La Cina taglia l’esercito: 300.000 soldati in meno. Ma non è stata mai così forte militarmente

Nazionalismo alle stelle nella 70esima Giornata della Vittoria contro il Giappone e il nazi-fascimo

[3 Settembre 2015]

Celebrando a Pechino la 70esima Giornata della Vittoria contro il Giappone e i suoi alleati nella Seconda Guerra Mondiale – che in Cina chiamano Guerra di resistenza del popolo cinese contro l’aggressione giapponese e  Guerra mondiale antifascista –  il presidente cinese  Xi Jinping ha annunciato, proprio prima di una gigantesca parata militare, che «La Cina ridurrà gli effettivi del suo esercito di 300.000 persone».

Si tratta della quarta riduzione delle forze armate cinesi da quando i comunisti presero il potere dopo la grande marcia maoista (che fu anche guerra di liberazione dai giapponesi)  e  in particolare dagli anni ’80, quando cominciò quella che in Cina viene chiamata la riforma e l’apertura.

Nel 1985 la Repubblica popolare cinese decise di ridurre un milione di soldati e di puntare sull’accelerazione di uno sviluppo economico che solo oggi conosce una battuta di arresto, intanto avviava l’ammodernamento di un esercito che era ancora espressione dell’esercito contadino maoista. Nel 1987, l’Armata popolare di liberazione ridusse le sue forze arate da  4,238 milioni a 3,235 milioni. Nel 1990 il numero dei soldati cinesi era calato a 3,199 milioni.

Nel 1997 il governo cinese decise di tagliare altro mezzo milione di soldati in 3 anni, per portrli a 2,5 milioni.

Tra il 2003 e il 2005 c’è stata la terza riduzione: portando il numero dei military cinesi a 2,3 milioni. Con il nuovo taglio annunciato da Xi  l’esercito cinese diventa il più piccolo della storia del Paese, ma anche il più potente, meglio armato – anche di bombe atomiche – e che incute più timore ai Paesi vicini.

Ed uno di questi vicini, quello più temuto e contro il quale si indirizza il nazionalismo che si respira a pieni polmoni nella parata militare di Pechino e in tutta la Cina, è proprio quel Giappone del quale oggi si celebra la sconfitta.

Xi Jinping ha reso omaggio ai veterani, ai patrioti, agli anziani generali che  hanno combattuto gli invasori giapponesi (e che sono scampati alla Rivoluzione Culturale maoista e alla svolta turbo-capitalista)  così come «a tutti i cinesi che, in patria e all’estero hanno apportato un contributo importante alla vittoria nella guerra».

Xi  ha detto che «La Guerra di resistenza del popolo cinese contro l’aggressione giapponese e la Guerra mondiale antifascista sono state i grandi combattimenti decisivi del bene contro il male, della luce contro le tenebre e del progresso contro la reazione.

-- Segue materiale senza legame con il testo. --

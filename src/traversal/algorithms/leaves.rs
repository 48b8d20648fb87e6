use crate::util::Stack;
use super::Traversable;

/// Returns the leaves of the subtree rooted at the node, in depth-first order. A leaf node is its own only leaf.
pub fn leaves<T>(traversable: &T, node: &T::Cursor) -> Vec<T::Cursor>
where
    T: Traversable + ?Sized,
{
    let mut result = Vec::new();
    let mut stack = Stack::new();
    stack.push(node.clone());
    while let Some(current) = stack.pop() {
        if traversable.is_leaf(&current) {
            result.push(current);
            continue;
        }
        push_children_reversed(traversable, &current, &mut stack);
    }
    result
}

/// Returns the number of nodes in the subtree rooted at the node, including the node itself.
pub fn size<T>(traversable: &T, node: &T::Cursor) -> usize
where
    T: Traversable + ?Sized,
{
    let mut size = 0;
    let mut stack = Stack::new();
    stack.push(node.clone());
    while let Some(current) = stack.pop() {
        size += 1;
        push_children_reversed(traversable, &current, &mut stack);
    }
    size
}

fn push_children_reversed<T>(traversable: &T, node: &T::Cursor, stack: &mut Stack<T::Cursor>)
where
    T: Traversable + ?Sized,
{
    let mut child = traversable.last_child_of(node);
    while let Some(current) = child {
        child = traversable.prev_sibling_of(&current);
        stack.push(current);
    }
}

La vittoria nella Guerra di resistenza del popolo cinese contro l’aggressione giapponese è la prima vittoria totale della Cina contro  l’aggressione straniera dai tempi moderni». Ma Xi  ha aggiunto che «La Guerra è uno specchio che permette di misurare meglio l’importanza della pace» e che  «La pace e lo sviluppo sono divenuti i temi della nostra epoca. Però il mondo è lontano dall’essere tranquillo. E la minaccia di guerra è sempre presente per l’umanità». Anche qui Xi si riferisce probabilmente alla svolta militarista del governo giapponese che vuole cambiare la costituzione pacifista nonostante l’ostilità della grande maggioranza dell’opinione pubblica nipponica.

Xi, guardando sfilare il suo sterminato esercito amato fino ai denti, ha detto: «Per la pace, dobbiamo radicare solidamente l’idea della comunità del destino di tutta l’umanità.  Per la pace, la Cina proseguirà risolutamente la via dello sviluppo pacifico e non ricercherà mai l’egemonia né l’espansione», chissà cosa ne pensano i tibetani e gli uiguri e magari anche gli africani che vedono i cinesi espandere un’egemonia economica che troppo spesso si basa su accordi con dittature cleptomani?

Comunque Xi ha sottolineato, riprendendo l’antico motto “Se vuoi la pace prepara la guerra” che  «La salvaguardia della pace mondiale è una missione sacra dell’Armata popolare di liberazione» e poi ha invitato il «Popolo multietnico cinese a seguire la via del socialismo alla cinese e ad irradiare il grande spirito del patriottismo e della resistenza».